Official Forums (go there at your own risk) http://forums.worldofwarcraft.com/thread.html?topicId=20677632379&sid=1&pageNo=1#0
MainTankadin http://maintankadin.failsafedesign.com/forum/index.php?f=6&t=26556&rb_v=viewtopic
Tankspots thread: http://www.tankspot.com/forums/f56/57472-chill-throne.html
ThinkTank (Druid) http://wowthinktank.blogspot.com/2009/10/general-druid-icewell-radiance-bears.html
Pwnwear (DK) : http://pwnwear.com/2009/10/29/icecrown-20-percent-aura/
Avenging Wrathy (Paladin): http://avengingwrathy.wordpress.com/2009/10/29/the-death-of-avoidance-the-loss-of-a-soap-box/

So relax, and continue to enjoy 3.2. By the time 3.3 gets here, we'll know how to handle it.

Comments

Anonymous said…
Personally, I feel like this puts Druid tanks even further below the other tanks than they already were. The only thing a druid can do is dodge or be hit. They can't parry or block stuff, so all of their avoidance is through dodge. Nerfing their only avoidance stat be 20% is extreme.
Honors Code said…
@Anon,

Then I suggest you read the ThinkTank post that I linked.
Westin said…
The real victims here, no matter what you've read or where you've read it, are the rogues. My guild will definitely have to rethink our Evasion Tank strategy for the last five seconds of every progression kill.

That said, all the top tanks in my guild have about the same amount of avoidance right now (55% +/- 3%) so all of them will be taking 20% more hits and dealing with those 20% more hits the same way they deal with the other 45%.

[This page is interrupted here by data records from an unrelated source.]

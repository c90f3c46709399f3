use super::suppressions::Suppression;
use crate::core::{Severity, TokenListKind};
use crate::errors::{Error, Result};
use serde::{Deserialize, Serialize};
use std::path::PathBuf;

/// Analysis settings, usually loaded from `.cfgscan.toml`.
#[derive(Debug, Clone, Serialize, Deserialize)]
pub struct Settings {
    /// Maximum number of distinct configurations checked per file
    #[serde(default = "default_max_configs")]
    pub max_configs: usize,

    /// Check every configuration regardless of `max_configs`
    #[serde(default)]
    pub force: bool,

    /// Run checks on the simplified token list as well
    #[serde(default = "default_true")]
    pub simplify: bool,

    /// Collect file info and run the whole-program pass
    #[serde(default = "default_true")]
    pub whole_program: bool,

    /// Register the built-in unused-function check
    #[serde(default)]
    pub unused_function: bool,

    /// Suppress progress lines
    #[serde(default)]
    pub quiet: bool,

    /// Check only this configuration (`A;B=1`) instead of the enumerated ones
    #[serde(default)]
    pub user_defines: Option<String>,

    /// Extra directories searched for `#include`
    #[serde(default)]
    pub include_paths: Vec<PathBuf>,

    /// Suppressions in `id[:file[:line]]` form
    #[serde(default)]
    pub suppressions: Vec<String>,

    #[serde(default)]
    pub rules: Vec<RuleConfig>,

    #[serde(default)]
    pub reducer: ReducerSettings,

    #[serde(default)]
    pub large_headers: LargeHeaderSettings,

    /// Host-level worker count
    #[serde(default = "default_jobs")]
    pub jobs: usize,
}

impl Default for Settings {
    fn default() -> Self {
        Self {
            max_configs: default_max_configs(),
            force: false,
            simplify: true,
            whole_program: true,
            unused_function: false,
            quiet: false,
            user_defines: None,
            include_paths: Vec::new(),
            suppressions: Vec::new(),
            rules: Vec::new(),
            reducer: ReducerSettings::default(),
            large_headers: LargeHeaderSettings::default(),
            jobs: default_jobs(),
        }
    }
}

impl Settings {
    /// Reject values the pipeline cannot work with.
    pub fn validate(&self) -> Result<()> {
        if self.max_configs == 0 {
            return Err(Error::configuration("max_configs must be at least 1"));
        }
        if self.reducer.max_steps == 0 {
            return Err(Error::configuration("reducer.max_steps must be at least 1"));
        }
        if self.jobs == 0 {
            return Err(Error::configuration("jobs must be at least 1"));
        }
        if let Some(rule) = self.rules.iter().find(|r| r.token_list_kind().is_none()) {
            return Err(Error::configuration(format!(
                "rule '{}': tokenlist must be 'normal' or 'simple', got '{}'",
                rule.id, rule.tokenlist
            )));
        }
        self.parsed_suppressions().map(|_| ())
    }

    pub fn parsed_suppressions(&self) -> Result<Vec<Suppression>> {
        self.suppressions.iter().map(|s| s.parse()).collect()
    }

    /// The configuration ceiling, or `None` when `force` is set.
    pub fn ceiling(&self) -> Option<usize> {
        (!self.force).then_some(self.max_configs)
    }
}

/// A regex pattern rule run over the rendered token list.
#[derive(Debug, Clone, PartialEq, Serialize, Deserialize)]
pub struct RuleConfig {
    pub pattern: String,
    pub id: String,
    #[serde(default = "default_rule_severity")]
    pub severity: Severity,
    #[serde(default)]
    pub summary: Option<String>,
    /// `normal` or `simple`
    #[serde(default = "default_rule_tokenlist")]
    pub tokenlist: String,
}

impl RuleConfig {
    /// Token list this rule runs on; `None` for an unknown `tokenlist` value.
    pub fn token_list_kind(&self) -> Option<TokenListKind> {
        let key = self.tokenlist.trim().to_ascii_lowercase();
        [TokenListKind::Normal, TokenListKind::Simplified]
            .into_iter()
            .find(|kind| kind.rule_key() == key)
    }
}

#[derive(Debug, Clone, Serialize, Deserialize)]
pub struct ReducerSettings {
    #[serde(default)]
    pub enabled: bool,
    /// Maximum number of reproduce attempts per internal error
    #[serde(default = "default_reducer_max_steps")]
    pub max_steps: usize,
}

impl Default for ReducerSettings {
    fn default() -> Self {
        Self {
            enabled: false,
            max_steps: default_reducer_max_steps(),
        }
    }
}

#[derive(Debug, Clone, Serialize, Deserialize)]
pub struct LargeHeaderSettings {
    /// Bytes of expanded text that make a single expansion "large"
    #[serde(default = "default_size_threshold")]
    pub size_threshold: usize,
    /// Number of expansions after which a header is flagged
    #[serde(default = "default_repeat_threshold")]
    pub repeat_threshold: usize,
}

impl Default for LargeHeaderSettings {
    fn default() -> Self {
        Self {
            size_threshold: default_size_threshold(),
            repeat_threshold: default_repeat_threshold(),
        }
    }
}

fn default_true() -> bool {
    true
}

fn default_max_configs() -> usize {
    12
}

fn default_jobs() -> usize {
    1
}

fn default_rule_severity() -> Severity {
    Severity::Style
}

fn default_rule_tokenlist() -> String {
    "simple".to_string()
}

fn default_reducer_max_steps() -> usize {
    2048
}

fn default_size_threshold() -> usize {
    256 * 1024
}

fn default_repeat_threshold() -> usize {
    32
}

All said though, it'll allow tanks to keep doing what they're doing. What will really change is what the healers are doing. Blizzard has as much as said that they're doing this to allow healers to heal reactively instead of proactively (i.e. spamming HL because if you see the tank low he's already dead in the time it takes to start a cast). For pallies, at least, I expect to see a lot more FL focused builds and stacking of SP over regen stats to make our smaller (and innately more efficient) heals more viable as the bulk of our healing.
Therigwin said…
So Honor, what do you think this means for paladin T10 gear or our Triumph Librim. Are they worth going after now? How will it work when the librim procs and gives 300 dodge? And when you activate your T10 4 piece set bonus?
Honors Code said…
They will still 'work' just like they do now. My Libram proc takes me from 27% dodge to 30%. In Icecrown it will take me from 7% dodge to 10%. The same thing will happen with T10. Instead of going from 30 to 42, I'll go from 10 to 22.

I've got a post I'm working on with some new theorycraft from MTankadin.
Anonymous said…
Thanks for the link love!

After reading the post on Think Tank, I have come to whole heartedly agree that we are not going to suffer much from this. Its an equalization field, and one that paladins in general are going to come out near the top on. The institution of smaller faster hits is going to make our holy shield / block value, as well as our ardent defender very powerful effective health tools.

As for how the dodge / stam trinket is going to play out. I haven't really done any real number crunching, however it seems to me that it is something that you will definitely want to pick up, however you may not want to equip it until 4p T10. At that point it will be very powerful.